Flash Flash Revolution - View Single Post - Poll: Which global skill rating system is best ?

**xXOpkillerXx** · 05-24-2021, 07:55 AM

Let me go through this point by point.

1. The definition of skill with examples

Quote:

Your proposed experimental design translates to comparing Player A under weighted skill ratings and Player B under unweighted skill ratings with the assumption that Player A and B holds a very similar skillset.

Sadly, this is all but true. I thought I made the example simple enough to be understood by everyone but I guess I failed to do that. Firstly, the experiment was 100% independent of rating system. It solely compared a "skill-specific" player to a "generalist" player, and made the claim that both should be rated equally. So not only did you poorly interpret this, you also gave a bad example which almost exactly demonstrate what is wrong with weighted:

Quote:

Furthermore, if you want to compare multiple players under a weighted setting, you'd have to design the following experiment as follows (again, keeping everything else constant):

Player A's skillset: 3/3 for jacks, 2/3 for jumpstream, 1/3 for one-handed trills
Player B's skillset: 3/3 for one-handed trills, 2/3 for jacks, 1/3 for jumpstream
Player C's skillset: 3/3 for jumpstream, 2/3 for one-handed trills, 1/3 for jacks
(constants: weighted weight assignments)

In this example you give, there are only skill-specific players.
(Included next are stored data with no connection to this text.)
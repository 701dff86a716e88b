//! Error types for the roottap-link crate.

use parking_lot::RwLock;
use std::sync::Arc;
use thiserror::Error;

/// The main error type for this crate.
#[derive(Error, Debug)]
pub enum Error {
    /// Bluetooth-related error from the underlying BLE library.
    #[error("Bluetooth error: {0}")]
    Bluetooth(#[from] btleplug::Error),

    /// Bluetooth is not available or is disabled on this system.
    #[error("Bluetooth not available or disabled")]
    RadioUnavailable,

    /// The platform scanner reported a failure while scanning.
    #[error("Scan failed: {code}")]
    ScanFailed {
        /// Platform-specific failure code.
        code: i32,
    },

    /// A scan is already running on this scan session.
    #[error("Scan already in progress")]
    ScanInProgress,

    /// The radio permission has not been granted.
    #[error("Bluetooth permission not granted")]
    PermissionDenied,

    /// The radio permission was revoked while the radio was in use.
    #[error("Bluetooth permission revoked")]
    PermissionRevoked,

    /// The address could not be turned into a connectable peer.
    #[error("Peer could not be resolved: {address}")]
    PeerResolutionFailed {
        /// The address that was supplied.
        address: String,
    },

    /// Failed to establish a connection to the peer.
    #[error("Connection failed: {reason}")]
    ConnectionFailed {
        /// Description of why the connection failed.
        reason: String,
    },

    /// The expected service or characteristics were not found after discovery.
    #[error("Endpoint resolution failed: {what}")]
    ResolutionFailed {
        /// What was missing.
        what: String,
    },

    /// Enabling notifications on the notify characteristic failed.
    #[error("Notification enable failed with status {status}")]
    DescriptorWriteFailed {
        /// GATT status reported by the radio.
        status: u8,
    },

    /// Writing the acknowledge value failed.
    #[error("Characteristic write failed with status {status}")]
    WriteFailed {
        /// GATT status reported by the radio.
        status: u8,
    },

    /// The reconnect policy gave up on the current target.
    #[error("Gave up reconnecting after {attempts} attempts")]
    ReconnectExhausted {
        /// Number of reconnect attempts made.
        attempts: u32,
    },

    /// Scanning is refused while a link is wanted or up.
    #[error("Link active, disconnect before scanning")]
    LinkActive,

    /// Operation requires a connection but the link is not connected.
    #[error("Peer not connected")]
    NotConnected,

    /// The radio has no open session for the given token.
    #[error("Unknown link session: {session}")]
    SessionNotFound {
        /// The session token that was looked up.
        session: u64,
    },

    /// Characteristic not found on the device.
    #[error("Characteristic not found: {uuid}")]
    CharacteristicNotFound {
        /// The UUID of the characteristic that was not found.
        uuid: String,
    },

    /// An internal error occurred.
    #[error("Internal error: {0}")]
    Internal(String),
}

/// A specialized Result type for this crate.
pub type Result<T> = std::result::Result<T, Error>;

/// Latest error message, shared between the link and its owner.
pub(crate) type ErrorSlot = Arc<RwLock<Option<String>>>;
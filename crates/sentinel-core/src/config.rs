use config::{Config, ConfigError, Environment, File as ConfigFile};
use serde::{Deserialize, Serialize};
use std::path::{Path, PathBuf};

/// Top-level configuration. Every section has defaults so an empty
/// `Sentinel.toml` (or none at all) yields a usable setup.
#[derive(Debug, Clone, Default, Serialize, Deserialize)]
#[serde(default)]
pub struct AppConfig {
    pub root_paths: Vec<String>,
    pub ignore_patterns: Vec<String>,
    pub analysis: AnalysisConfig,
    pub rules: RulesConfig,
    pub learning: LearningConfig,
    pub undo: UndoConfig,
    pub cleanup: CleanupConfig,
}

#[derive(Debug, Clone, Serialize, Deserialize)]
#[serde(default)]
pub struct AnalysisConfig {
    /// Files beyond this count are ignored by a single analysis pass.
    pub max_batch_size: usize,
    pub large_file_mb: f64,
    pub old_file_days: i64,
}

impl Default for AnalysisConfig {
    fn default() -> Self {
        Self {
            max_batch_size: 50,
            large_file_mb: 100.0,
            old_file_days: 90,
        }
    }
}

#[derive(Debug, Clone, Serialize, Deserialize)]
#[serde(default)]
pub struct RulesConfig {
    pub rules_file: PathBuf,
}

impl Default for RulesConfig {
    fn default() -> Self {
        Self {
            rules_file: PathBuf::from("sentinel_rules.json"),
        }
    }
}

#[derive(Debug, Clone, Serialize, Deserialize)]
#[serde(default)]
pub struct LearningConfig {
    pub memory_file: PathBuf,
    pub action_log_cap: usize,
    pub prediction_window: usize,
}

impl Default for LearningConfig {
    fn default() -> Self {
        Self {
            memory_file: PathBuf::from("sentinel_memory.json"),
            action_log_cap: 1000,
            prediction_window: 20,
        }
    }
}

#[derive(Debug, Clone, Serialize, Deserialize)]
#[serde(default)]
pub struct UndoConfig {
    pub backup_dir: PathBuf,
    pub retention_days: i64,
}

impl Default for UndoConfig {
    fn default() -> Self {
        Self {
            backup_dir: PathBuf::from(".sentinel_backups"),
            retention_days: 30,
        }
    }
}

#[derive(Debug, Clone, Serialize, Deserialize)]
#[serde(default)]
pub struct CleanupConfig {
    pub temp_extensions: Vec<String>,
    pub age_days: i64,
}

impl Default for CleanupConfig {
    fn default() -> Self {
        Self {
            temp_extensions: [".tmp", ".bak", ".old", ".cache"]
                .iter()
                .map(|s| s.to_string())
                .collect(),
            age_days: 30,
        }
    }
}

/// Load `Sentinel.toml` (optional) and `SENTINEL__SECTION__KEY` env overrides.
pub fn load_configuration() -> Result<AppConfig, ConfigError> {
    let builder = Config::builder()
        .add_source(ConfigFile::with_name("Sentinel").required(false))
        .add_source(Environment::with_prefix("SENTINEL").separator("__"))
        .build()?;
    builder.try_deserialize::<AppConfig>()
}

/// Drop directories nested under another directory in the list.
pub fn non_overlapping_directories(dirs: &[String]) -> Vec<String> {
    let mut kept: Vec<String> = Vec::new();

    for dir in dirs {
        let candidate = Path::new(dir);
        if kept.iter().any(|k| candidate.starts_with(k)) {
            continue;
        }
        kept.retain(|k| !Path::new(k).starts_with(candidate));
        kept.push(dir.clone());
    }

    kept
}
Add to that the generalist:

Quote:

Player D's skillset: 2/3 for jumpstream, 2/3 for one-handed trills, 2/3 for jacks

Suddenly, the skill rating ordering of those 4 players become the following (in a weighted system):

A ~= B ~= C > D

Whereas in an unweighted setting, this is what it'd look like:

A ~= B ~= C ~= D

This is mathematically unavoidable, and is the very definition of what I call unfair.

The following paragraph then asks how skill should be defined:

Quote:

In terms of "not knowing what is favored (skillset specificity vs varied skillset) nor to what degree it is", this is where hyperparameters are created to set these rules. I created this alpha hyperparameter to simplify a lot of question marks that no one else have collectively been able to address within the community. In this case, do we define skill as being a jack of all trades and a master of none, or being a one trick pony due to successfully being able to maximize your skill ratings? I don't know... This alpha controls how conservative we want this system to be since the answer to the previous question is highly community dependent and cannot be easily determined by the scores given to me. It's only sub-optimal because there is no objective criterion measuring the best way to define skill; it's practically impossible. The best I can do is give the community control to define that, however the hell they want... Despite however optimal or not this approach is, it's the best that we can at least do in an attempt to designing a robust tentative model catered to FFR until rhythm game skill determination and stepfile difficulty measurements are fully standardized across the entire rhythm games community (good luck getting that lmfao).

Well, it should be defined (imo) as the equality I mentioned above (for optimally filled top X).

2. Scaling of systems over time

2.1. Top X size
Say we put X at 50. A player would have their skill level biased toward a single skill (in any system) once they have achieved at least 25 scores

Now say a player's level should be based mostly on files that are ±5 levels around their skill level (assuming enough files provided in that range). We also know that files difficulty ranges between 1 and ~120 (for simplicity).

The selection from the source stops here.